**Dataset extract**
------------------------------------------------------------

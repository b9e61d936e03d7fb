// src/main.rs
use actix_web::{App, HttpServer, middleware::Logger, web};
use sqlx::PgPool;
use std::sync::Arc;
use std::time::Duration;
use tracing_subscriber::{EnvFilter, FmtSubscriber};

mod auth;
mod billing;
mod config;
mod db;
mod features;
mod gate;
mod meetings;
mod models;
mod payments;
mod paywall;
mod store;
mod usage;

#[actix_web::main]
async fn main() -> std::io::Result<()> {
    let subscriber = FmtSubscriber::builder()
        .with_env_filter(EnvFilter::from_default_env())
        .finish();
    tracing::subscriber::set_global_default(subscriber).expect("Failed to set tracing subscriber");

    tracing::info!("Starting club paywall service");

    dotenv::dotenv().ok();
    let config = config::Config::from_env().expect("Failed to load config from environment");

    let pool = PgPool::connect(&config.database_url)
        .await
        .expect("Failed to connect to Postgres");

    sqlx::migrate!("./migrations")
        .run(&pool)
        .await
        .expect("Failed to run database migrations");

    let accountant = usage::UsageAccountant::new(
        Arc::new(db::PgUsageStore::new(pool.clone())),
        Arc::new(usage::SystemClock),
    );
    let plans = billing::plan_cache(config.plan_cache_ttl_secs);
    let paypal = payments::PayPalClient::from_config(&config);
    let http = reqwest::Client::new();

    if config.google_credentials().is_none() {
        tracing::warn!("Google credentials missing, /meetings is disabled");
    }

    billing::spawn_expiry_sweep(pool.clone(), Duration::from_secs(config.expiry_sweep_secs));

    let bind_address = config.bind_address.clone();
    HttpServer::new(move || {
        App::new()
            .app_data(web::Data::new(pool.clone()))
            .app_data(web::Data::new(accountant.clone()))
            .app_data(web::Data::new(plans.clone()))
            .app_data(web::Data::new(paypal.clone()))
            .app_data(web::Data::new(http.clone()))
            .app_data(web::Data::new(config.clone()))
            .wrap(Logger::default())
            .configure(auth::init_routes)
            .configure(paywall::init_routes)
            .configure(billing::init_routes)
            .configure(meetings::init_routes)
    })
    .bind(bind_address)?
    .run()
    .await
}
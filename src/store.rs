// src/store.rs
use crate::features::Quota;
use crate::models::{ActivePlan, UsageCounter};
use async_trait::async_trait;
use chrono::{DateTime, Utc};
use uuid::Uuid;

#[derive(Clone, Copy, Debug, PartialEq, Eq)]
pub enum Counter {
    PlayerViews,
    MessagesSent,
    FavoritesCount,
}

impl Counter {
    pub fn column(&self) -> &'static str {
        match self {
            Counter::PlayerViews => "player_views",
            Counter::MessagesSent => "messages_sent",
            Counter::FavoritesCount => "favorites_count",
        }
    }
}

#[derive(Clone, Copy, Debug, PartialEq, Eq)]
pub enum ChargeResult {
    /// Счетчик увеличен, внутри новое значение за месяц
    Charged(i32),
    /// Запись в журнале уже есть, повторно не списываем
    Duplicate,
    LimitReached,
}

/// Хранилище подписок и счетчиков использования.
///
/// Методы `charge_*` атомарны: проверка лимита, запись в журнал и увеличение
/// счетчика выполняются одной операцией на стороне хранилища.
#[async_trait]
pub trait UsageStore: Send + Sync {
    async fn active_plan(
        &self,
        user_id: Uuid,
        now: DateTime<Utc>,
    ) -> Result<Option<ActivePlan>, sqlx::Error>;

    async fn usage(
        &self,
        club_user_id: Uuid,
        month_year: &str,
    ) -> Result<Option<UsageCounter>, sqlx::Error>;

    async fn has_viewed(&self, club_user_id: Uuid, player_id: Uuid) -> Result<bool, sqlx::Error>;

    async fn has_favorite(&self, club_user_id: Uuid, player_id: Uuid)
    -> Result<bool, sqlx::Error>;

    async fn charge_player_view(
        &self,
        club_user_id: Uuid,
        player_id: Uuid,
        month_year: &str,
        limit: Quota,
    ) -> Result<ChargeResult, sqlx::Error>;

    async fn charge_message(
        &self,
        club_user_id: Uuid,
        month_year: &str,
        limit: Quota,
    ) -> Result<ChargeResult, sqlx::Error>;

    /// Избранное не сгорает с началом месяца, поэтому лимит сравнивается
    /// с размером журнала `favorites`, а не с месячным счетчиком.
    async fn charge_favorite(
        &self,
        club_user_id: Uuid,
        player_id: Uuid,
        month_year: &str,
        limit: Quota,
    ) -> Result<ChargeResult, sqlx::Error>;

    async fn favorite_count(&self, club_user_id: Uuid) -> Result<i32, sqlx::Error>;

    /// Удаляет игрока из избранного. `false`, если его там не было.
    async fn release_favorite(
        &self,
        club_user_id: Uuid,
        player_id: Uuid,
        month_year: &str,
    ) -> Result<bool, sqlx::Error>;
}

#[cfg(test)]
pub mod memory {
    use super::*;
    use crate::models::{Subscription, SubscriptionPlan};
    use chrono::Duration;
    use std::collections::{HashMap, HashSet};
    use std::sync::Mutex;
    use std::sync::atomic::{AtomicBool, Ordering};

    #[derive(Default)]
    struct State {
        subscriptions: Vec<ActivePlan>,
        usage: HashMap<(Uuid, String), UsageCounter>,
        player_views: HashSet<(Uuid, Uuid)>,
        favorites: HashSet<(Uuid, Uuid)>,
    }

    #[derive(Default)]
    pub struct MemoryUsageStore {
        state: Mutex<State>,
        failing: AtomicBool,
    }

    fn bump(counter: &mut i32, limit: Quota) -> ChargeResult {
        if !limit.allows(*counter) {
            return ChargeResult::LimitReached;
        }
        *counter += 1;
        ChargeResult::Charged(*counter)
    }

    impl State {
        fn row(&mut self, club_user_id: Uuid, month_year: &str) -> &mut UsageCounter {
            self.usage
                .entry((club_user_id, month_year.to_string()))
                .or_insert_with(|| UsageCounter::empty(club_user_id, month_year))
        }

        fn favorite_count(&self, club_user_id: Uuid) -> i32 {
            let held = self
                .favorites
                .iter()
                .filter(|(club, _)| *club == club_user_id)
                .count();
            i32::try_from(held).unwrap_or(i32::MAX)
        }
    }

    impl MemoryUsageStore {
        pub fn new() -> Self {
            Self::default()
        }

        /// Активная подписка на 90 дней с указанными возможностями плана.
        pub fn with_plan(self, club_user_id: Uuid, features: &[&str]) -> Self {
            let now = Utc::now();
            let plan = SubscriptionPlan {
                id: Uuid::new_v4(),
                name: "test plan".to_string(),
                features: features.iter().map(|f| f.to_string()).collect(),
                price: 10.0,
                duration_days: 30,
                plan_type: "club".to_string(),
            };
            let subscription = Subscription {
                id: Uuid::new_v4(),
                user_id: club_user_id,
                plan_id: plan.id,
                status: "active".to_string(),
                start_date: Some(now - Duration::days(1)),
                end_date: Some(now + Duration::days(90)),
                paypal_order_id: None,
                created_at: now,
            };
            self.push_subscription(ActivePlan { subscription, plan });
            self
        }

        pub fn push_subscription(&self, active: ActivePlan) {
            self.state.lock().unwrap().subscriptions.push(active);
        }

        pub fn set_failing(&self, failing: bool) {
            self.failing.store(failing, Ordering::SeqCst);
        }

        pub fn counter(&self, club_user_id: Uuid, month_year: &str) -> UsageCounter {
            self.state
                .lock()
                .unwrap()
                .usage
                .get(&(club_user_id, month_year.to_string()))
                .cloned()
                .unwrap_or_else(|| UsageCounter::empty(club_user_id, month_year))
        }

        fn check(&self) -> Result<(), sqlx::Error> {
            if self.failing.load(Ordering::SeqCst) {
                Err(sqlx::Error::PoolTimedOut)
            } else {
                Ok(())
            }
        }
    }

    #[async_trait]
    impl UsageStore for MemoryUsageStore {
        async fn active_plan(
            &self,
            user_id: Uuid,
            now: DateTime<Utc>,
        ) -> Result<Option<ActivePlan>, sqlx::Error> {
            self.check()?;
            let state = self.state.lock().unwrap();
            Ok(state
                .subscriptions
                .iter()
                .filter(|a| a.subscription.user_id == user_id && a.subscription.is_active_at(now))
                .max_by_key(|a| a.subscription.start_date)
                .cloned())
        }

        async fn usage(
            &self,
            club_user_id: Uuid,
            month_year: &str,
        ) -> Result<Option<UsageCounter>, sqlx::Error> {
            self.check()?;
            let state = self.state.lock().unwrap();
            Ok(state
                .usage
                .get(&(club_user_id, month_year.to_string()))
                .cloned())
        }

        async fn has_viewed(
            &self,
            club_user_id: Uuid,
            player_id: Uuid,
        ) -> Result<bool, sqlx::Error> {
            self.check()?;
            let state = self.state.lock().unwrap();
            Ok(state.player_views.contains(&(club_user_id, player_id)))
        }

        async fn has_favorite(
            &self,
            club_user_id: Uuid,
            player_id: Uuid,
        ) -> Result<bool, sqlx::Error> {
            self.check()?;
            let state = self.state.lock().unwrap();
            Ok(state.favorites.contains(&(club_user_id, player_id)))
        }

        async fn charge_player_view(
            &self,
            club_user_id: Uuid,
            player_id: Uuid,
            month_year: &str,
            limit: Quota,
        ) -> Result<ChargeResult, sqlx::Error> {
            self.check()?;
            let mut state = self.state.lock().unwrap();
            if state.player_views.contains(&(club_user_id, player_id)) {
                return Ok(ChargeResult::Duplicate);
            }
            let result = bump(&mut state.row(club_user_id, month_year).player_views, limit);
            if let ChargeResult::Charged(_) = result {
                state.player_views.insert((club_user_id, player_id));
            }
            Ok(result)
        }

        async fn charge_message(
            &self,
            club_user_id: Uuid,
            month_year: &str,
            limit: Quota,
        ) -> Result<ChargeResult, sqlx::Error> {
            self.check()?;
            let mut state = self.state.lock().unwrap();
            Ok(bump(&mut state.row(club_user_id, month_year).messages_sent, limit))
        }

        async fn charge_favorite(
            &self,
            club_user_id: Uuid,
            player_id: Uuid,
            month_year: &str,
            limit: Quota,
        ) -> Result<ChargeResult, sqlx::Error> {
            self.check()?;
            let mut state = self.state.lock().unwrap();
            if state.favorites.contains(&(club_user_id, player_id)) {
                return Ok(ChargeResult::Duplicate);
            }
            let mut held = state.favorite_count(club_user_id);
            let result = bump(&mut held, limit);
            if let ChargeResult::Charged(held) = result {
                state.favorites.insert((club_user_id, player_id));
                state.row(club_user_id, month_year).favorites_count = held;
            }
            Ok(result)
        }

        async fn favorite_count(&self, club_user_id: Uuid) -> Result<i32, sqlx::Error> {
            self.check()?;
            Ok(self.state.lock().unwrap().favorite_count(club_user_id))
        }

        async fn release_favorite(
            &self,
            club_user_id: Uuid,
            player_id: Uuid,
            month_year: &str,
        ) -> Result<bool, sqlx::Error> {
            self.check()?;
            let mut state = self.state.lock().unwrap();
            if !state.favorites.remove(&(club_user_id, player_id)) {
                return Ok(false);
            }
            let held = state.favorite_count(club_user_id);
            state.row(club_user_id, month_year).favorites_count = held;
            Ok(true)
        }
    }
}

------------------------------------------------------------

**Activity**
Show me every line of the entries above that holds "Logger".

**Worked solution**
use actix_web::{App, HttpServer, middleware::Logger, web};
            .wrap(Logger::default())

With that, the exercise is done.